*** DATA SUPPLIED ***

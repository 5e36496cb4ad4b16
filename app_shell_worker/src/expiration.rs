//! Entry-count bound for runtime caches.
//!
//! Keeps a least-recently-used index of the urls in one cache. Writes and
//! cache hits both count as a use. The index lives in worker memory, so a
//! freshly started worker seeds it from the cache's own key order before the
//! first use.

use std::cell::{Cell, RefCell};
use std::num::NonZeroUsize;

use lru::LruCache;

pub struct CacheExpiration {
    index: RefCell<LruCache<String, ()>>,
    hydrated: Cell<bool>,
}

impl CacheExpiration {
    pub fn new(max_entries: usize) -> Self {
        let capacity = NonZeroUsize::new(max_entries).unwrap_or(NonZeroUsize::MIN);
        CacheExpiration {
            index: RefCell::new(LruCache::new(capacity)),
            hydrated: Cell::new(false),
        }
    }

    pub fn max_entries(&self) -> usize {
        self.index.borrow().cap().get()
    }

    pub fn len(&self) -> usize {
        self.index.borrow().len()
    }

    pub fn is_empty(&self) -> bool {
        self.index.borrow().is_empty()
    }

    pub fn is_hydrated(&self) -> bool {
        self.hydrated.get()
    }

    /// Marks the index as seeded. Only the first caller gets `true` and must
    /// follow up with [`CacheExpiration::hydrate`]; claim before reading the
    /// cache's keys so concurrent first uses seed it once.
    pub fn claim_hydration(&self) -> bool {
        !self.hydrated.replace(true)
    }

    /// Seeds the index with keys already in the cache, oldest first.
    /// Returns the keys that no longer fit.
    pub fn hydrate(&self, keys: Vec<String>) -> Vec<String> {
        let mut evicted = vec![];
        let mut index = self.index.borrow_mut();
        for key in keys {
            if index.contains(&key) {
                continue;
            }
            if let Some((old, ())) = index.push(key, ()) {
                evicted.push(old);
            }
        }
        evicted
    }

    /// Records a use of `key`. Returns the entry pushed out, if the index was full.
    pub fn touch(&self, key: &str) -> Option<String> {
        let mut index = self.index.borrow_mut();
        if index.get(key).is_some() {
            return None;
        }
        index.push(key.to_string(), ()).map(|(evicted, ())| evicted)
    }

    pub fn forget(&self, key: &str) {
        self.index.borrow_mut().pop(key);
    }
}

#[cfg(test)]
mod tests {
    use super::*;

    fn url(n: usize) -> String {
        format!("https://app.example.com/img/{n}.png")
    }

    #[test]
    fn new_entry_past_the_bound_evicts_the_oldest() {
        let expiration = CacheExpiration::new(50);
        for n in 0..50 {
            assert_eq!(expiration.touch(&url(n)), None);
        }
        assert_eq!(expiration.len(), 50);

        assert_eq!(expiration.touch(&url(50)), Some(url(0)));
        assert_eq!(expiration.len(), 50);
        assert_eq!(expiration.touch(&url(51)), Some(url(1)));
    }

    #[test]
    fn use_refreshes_an_entry() {
        let expiration = CacheExpiration::new(3);
        expiration.touch(&url(0));
        expiration.touch(&url(1));
        expiration.touch(&url(2));

        assert_eq!(expiration.touch(&url(0)), None);
        assert_eq!(expiration.touch(&url(3)), Some(url(1)));
    }

    #[test]
    fn hydrate_trims_an_oversized_cache() {
        let expiration = CacheExpiration::new(2);
        assert!(!expiration.is_hydrated());

        assert!(expiration.claim_hydration());
        let evicted = expiration.hydrate(vec![url(0), url(1), url(2), url(1)]);
        assert!(expiration.is_hydrated());
        assert_eq!(evicted, vec![url(0)]);
        assert_eq!(expiration.len(), 2);
        assert_eq!(expiration.touch(&url(3)), Some(url(1)));
    }

    #[test]
    fn hydration_is_claimed_once() {
        let expiration = CacheExpiration::new(2);
        assert!(expiration.claim_hydration());
        assert!(expiration.is_hydrated());
        assert!(!expiration.claim_hydration());
    }

    #[test]
    fn zero_bound_keeps_one_entry() {
        let expiration = CacheExpiration::new(0);
        assert_eq!(expiration.max_entries(), 1);
        expiration.touch(&url(0));
        assert_eq!(expiration.touch(&url(1)), Some(url(0)));
        expiration.forget(&url(1));
        assert!(expiration.is_empty());
    }
}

*** End of DATA SUPPLIED ***

Copy the records above exactly, please, but only from the first line through the line containing "memory, so a".

repository 5e36496cb4ad4b16
filename app_shell_worker/src/expiration.rs
//! Entry-count bound for runtime caches.
//!
//! Keeps a least-recently-used index of the urls in one cache. Writes and
//! cache hits both count as a use. The index lives in worker memory, so a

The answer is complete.